Co-authored by Lyndsey Barnett and Alex Mattingly
A Section 125 plan, commonly referred to as a cafeteria plan, provides employees with the option of purchasing employer-sponsored benefits on a pre-tax basis. These plans allow employees to pick between increased total compensation and contributing part of their compensation for the payment of benefit premiums. Employees that choose to contribute part of their salary to premiums can do so by making an election. These elections are generally irrevocable during the plan year and a new election cannot be made until the next annual open enrollment period. The IRS does permit plan sponsors to design their cafeteria plans to permit employees to make some mid-year change elections after the occurrence of certain events and HIPAA requires group health plans to allow several other mid-year changes.
The cafeteria plan rules only permit elections to be effective prospectively with two exceptions. An employer can design their cafeteria plan to allow elections for new hires to be applied retroactively as long as the election is made within 30 days of their hire date. The IRS has given this exception to the general rule because the IRS acknowledges that onboarding of a new employee does not always happen day 1 on the job. This exception is optional for employers and would only apply to employers that have immediate eligibility or a waiting period less than 30 days. It does not apply to plans that have longer waiting periods, terminated employees that were rehired within 30 days, employees returning from unpaid absence, or “newly eligible” individuals due to a change in eligibility (e.g., an employee moving from benefits ineligible to benefits eligible).

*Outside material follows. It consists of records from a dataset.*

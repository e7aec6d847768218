// SPDX-FileCopyrightText: 2025 Jason Pena <jasonpena@awkless.com>
// SPDX-License-Identifier: MIT

//! Storage repository registry.
//!
//! Boards live in the shared storage repository unless the configuration
//! routes them to a custom repository. The registry answers where a board
//! lives, and hands out one backend handle per location for the lifetime of
//! the registry, initializing the repository the first time it is opened.
//!
//! Handles are reference counted rather than locked. Kood is single-threaded,
//! so a location is never used by two callers at once.

use crate::{
    config::ConfigFile,
    repo::{Backend, Result, DEFAULT_BRANCH},
};

use std::{
    collections::HashMap,
    path::{Path, PathBuf},
    rc::Rc,
};
use tracing::{debug, instrument};

/// Cache of opened storage repositories keyed by location.
pub struct Registry<B>
where
    B: Backend,
{
    default_root: PathBuf,
    repos: HashMap<PathBuf, Rc<B>>,
}

impl<B> Registry<B>
where
    B: Backend,
{
    /// Construct new registry whose shared storage lives at `default_root`.
    pub fn new(default_root: impl Into<PathBuf>) -> Self {
        Self {
            default_root: default_root.into(),
            repos: HashMap::new(),
        }
    }

    /// Location of shared storage repository.
    pub fn default_root(&self) -> &Path {
        &self.default_root
    }

    /// Resolve location of the repository backing target board.
    pub fn resolve(&self, config: &ConfigFile, board_id: &str) -> PathBuf {
        config
            .custom_repo(board_id)
            .map(Path::to_path_buf)
            .unwrap_or_else(|| self.default_root.clone())
    }

    /// Every location known through configuration, shared storage first.
    pub fn locations(&self, config: &ConfigFile) -> Vec<PathBuf> {
        let mut locations = vec![self.default_root.clone()];
        for (_, location) in config.custom_repos() {
            if !locations.iter().any(|known| known == location) {
                locations.push(location.to_path_buf());
            }
        }

        locations
    }

    /// Open storage repository at target location.
    ///
    /// Idempotent per location. On first open, the repository is initialized
    /// if missing, and given a [`DEFAULT_BRANCH`] with an empty root commit if
    /// it lacks one.
    ///
    /// # Errors
    ///
    /// - Return [`BackendError`](crate::repo::BackendError) if the repository
    ///   cannot be opened or initialized.
    #[instrument(skip(self, location), level = "debug")]
    pub fn open(&mut self, location: impl AsRef<Path>) -> Result<Rc<B>> {
        let location = location.as_ref();
        if let Some(backend) = self.repos.get(location) {
            return Ok(Rc::clone(backend));
        }

        let backend = B::init(location)?;
        if !backend.has_branch(DEFAULT_BRANCH)? {
            backend.create_root_commit()?;
        }
        debug!("registered storage repository {:?}", location.display());

        let backend = Rc::new(backend);
        self.repos.insert(location.to_path_buf(), Rc::clone(&backend));

        Ok(backend)
    }

    /// Resolve and open the repository backing target board.
    ///
    /// # Errors
    ///
    /// - Return [`BackendError`](crate::repo::BackendError) if the repository
    ///   cannot be opened or initialized.
    pub fn attach(&mut self, config: &ConfigFile, board_id: &str) -> Result<Rc<B>> {
        let location = self.resolve(config, board_id);
        self.open(location)
    }
}
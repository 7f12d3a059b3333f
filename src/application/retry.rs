//! Exponential backoff for calls to external services.
//!
//! Only errors that report themselves as transient are retried; everything
//! else is returned on the first failure.

use std::future::Future;
use std::time::Duration;

use crate::domain::checkout::{CheckoutError, PaymentError};

/// Backoff schedule.
#[derive(Debug, Clone, Copy, PartialEq)]
pub struct RetryPolicy {
    /// Total attempts, including the first.
    pub max_attempts: u32,
    pub initial_delay: Duration,
    pub max_delay: Duration,
    pub multiplier: f64,
}

impl Default for RetryPolicy {
    fn default() -> Self {
        Self {
            max_attempts: 3,
            initial_delay: Duration::from_millis(200),
            max_delay: Duration::from_secs(2),
            multiplier: 2.0,
        }
    }
}

impl RetryPolicy {
    /// A single attempt.
    pub fn none() -> Self {
        Self {
            max_attempts: 1,
            ..Self::default()
        }
    }

    /// Delay before attempt `attempt + 1`, given `attempt` failures so far.
    pub fn delay_after(&self, attempt: u32) -> Duration {
        let exponent = attempt.saturating_sub(1) as i32;
        let millis = self.initial_delay.as_millis() as f64 * self.multiplier.powi(exponent);
        Duration::from_millis(millis as u64).min(self.max_delay)
    }

    /// Longest time a retried call can take when every attempt runs into
    /// `per_attempt` before failing.
    pub fn worst_case(&self, per_attempt: Duration) -> Duration {
        let attempts = self.max_attempts.max(1);
        let waits: Duration = (1..attempts).map(|attempt| self.delay_after(attempt)).sum();
        per_attempt.saturating_mul(attempts).saturating_add(waits)
    }
}

/// Errors that may go away when the call is repeated.
pub trait Transient {
    fn is_transient(&self) -> bool;
}

impl Transient for PaymentError {
    fn is_transient(&self) -> bool {
        self.is_retryable()
    }
}

impl Transient for CheckoutError {
    fn is_transient(&self) -> bool {
        self.is_retryable()
    }
}

/// Runs `operation` until it succeeds, fails permanently, or the policy's
/// attempts are used up. The closure receives the 1-based attempt number.
pub async fn retry_transient<F, Fut, T, E>(policy: RetryPolicy, mut operation: F) -> Result<T, E>
where
    F: FnMut(u32) -> Fut,
    Fut: Future<Output = Result<T, E>>,
    E: std::fmt::Display + Transient,
{
    let max_attempts = policy.max_attempts.max(1);
    let mut attempt = 0;

    loop {
        attempt += 1;
        match operation(attempt).await {
            Ok(value) => {
                if attempt > 1 {
                    tracing::info!(attempt, "Operation succeeded after retry");
                }
                return Ok(value);
            }
            Err(error) if !error.is_transient() => return Err(error),
            Err(error) if attempt >= max_attempts => {
                tracing::error!(attempt, error = %error, "Operation failed after all retries");
                return Err(error);
            }
            Err(error) => {
                let delay = policy.delay_after(attempt);
                tracing::warn!(
                    attempt,
                    max_attempts,
                    error = %error,
                    delay_ms = delay.as_millis() as u64,
                    "Transient failure, retrying"
                );
                tokio::time::sleep(delay).await;
            }
        }
    }
}

#[cfg(test)]
mod tests {
    use super::*;
    use std::sync::atomic::{AtomicU32, Ordering};

    fn fast(max_attempts: u32) -> RetryPolicy {
        RetryPolicy {
            max_attempts,
            initial_delay: Duration::from_millis(1),
            max_delay: Duration::from_millis(5),
            multiplier: 2.0,
        }
    }

    #[test]
    fn delays_grow_and_cap() {
        let policy = RetryPolicy {
            max_attempts: 10,
            initial_delay: Duration::from_millis(100),
            max_delay: Duration::from_millis(350),
            multiplier: 2.0,
        };
        assert_eq!(policy.delay_after(1), Duration::from_millis(100));
        assert_eq!(policy.delay_after(2), Duration::from_millis(200));
        assert_eq!(policy.delay_after(3), Duration::from_millis(350));
        assert_eq!(policy.delay_after(8), Duration::from_millis(350));
    }

    #[test]
    fn worst_case_adds_attempts_and_waits() {
        let policy = RetryPolicy::default();
        assert_eq!(
            policy.worst_case(Duration::from_secs(8)),
            Duration::from_millis(24_600)
        );
        assert_eq!(
            RetryPolicy::none().worst_case(Duration::from_secs(8)),
            Duration::from_secs(8)
        );
    }

    #[tokio::test]
    async fn retries_transient_until_success() {
        let calls = AtomicU32::new(0);
        let result: Result<&str, PaymentError> = retry_transient(fast(3), |attempt| {
            calls.fetch_add(1, Ordering::SeqCst);
            async move {
                if attempt < 3 {
                    Err(PaymentError::network("reset"))
                } else {
                    Ok("done")
                }
            }
        })
        .await;

        assert_eq!(result.unwrap(), "done");
        assert_eq!(calls.load(Ordering::SeqCst), 3);
    }

    #[tokio::test]
    async fn permanent_errors_are_not_retried() {
        let calls = AtomicU32::new(0);
        let result: Result<(), PaymentError> = retry_transient(fast(5), |_| {
            calls.fetch_add(1, Ordering::SeqCst);
            async { Err(PaymentError::card_declined("declined")) }
        })
        .await;

        assert!(result.is_err());
        assert_eq!(calls.load(Ordering::SeqCst), 1);
    }

    #[tokio::test]
    async fn gives_up_after_max_attempts() {
        let calls = AtomicU32::new(0);
        let result: Result<(), PaymentError> = retry_transient(fast(2), |_| {
            calls.fetch_add(1, Ordering::SeqCst);
            async { Err(PaymentError::network("down")) }
        })
        .await;

        assert!(result.unwrap_err().is_retryable());
        assert_eq!(calls.load(Ordering::SeqCst), 2);
    }

    #[tokio::test]
    async fn zero_attempts_still_runs_once() {
        let calls = AtomicU32::new(0);
        let _: Result<(), PaymentError> = retry_transient(fast(0), |_| {
            calls.fetch_add(1, Ordering::SeqCst);
            async { Err(PaymentError::network("down")) }
        })
        .await;
        assert_eq!(calls.load(Ordering::SeqCst), 1);
    }
}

The other allowable retroactive change is when an employee has a HIPAA special enrollment right due to birth, adoption, or placement for adoption. HIPAA mandates that all group health plans permit this mid-year change, but whether an employer permits the premiums election to be changed is optional (although almost all cafeteria plans are designed to allow this mid-year change). In order for the changed premiums to be made on a pre-tax basis, the election must be made within 30 days from the date of the acquisition, and the change is retroactive to the date of the birth, adoption, or placement for adoption.
We frequently find that employers are not properly handling the mid-year elections. Employers have the option to permit other mid-year changes to be retroactive, but cannot permit the retroactive premiums to be paid on a pre-tax basis. If an employer allows retroactive changes for other reasons, the retroactive premium should either be waived or the employee should have to pay their portion on an after-tax basis.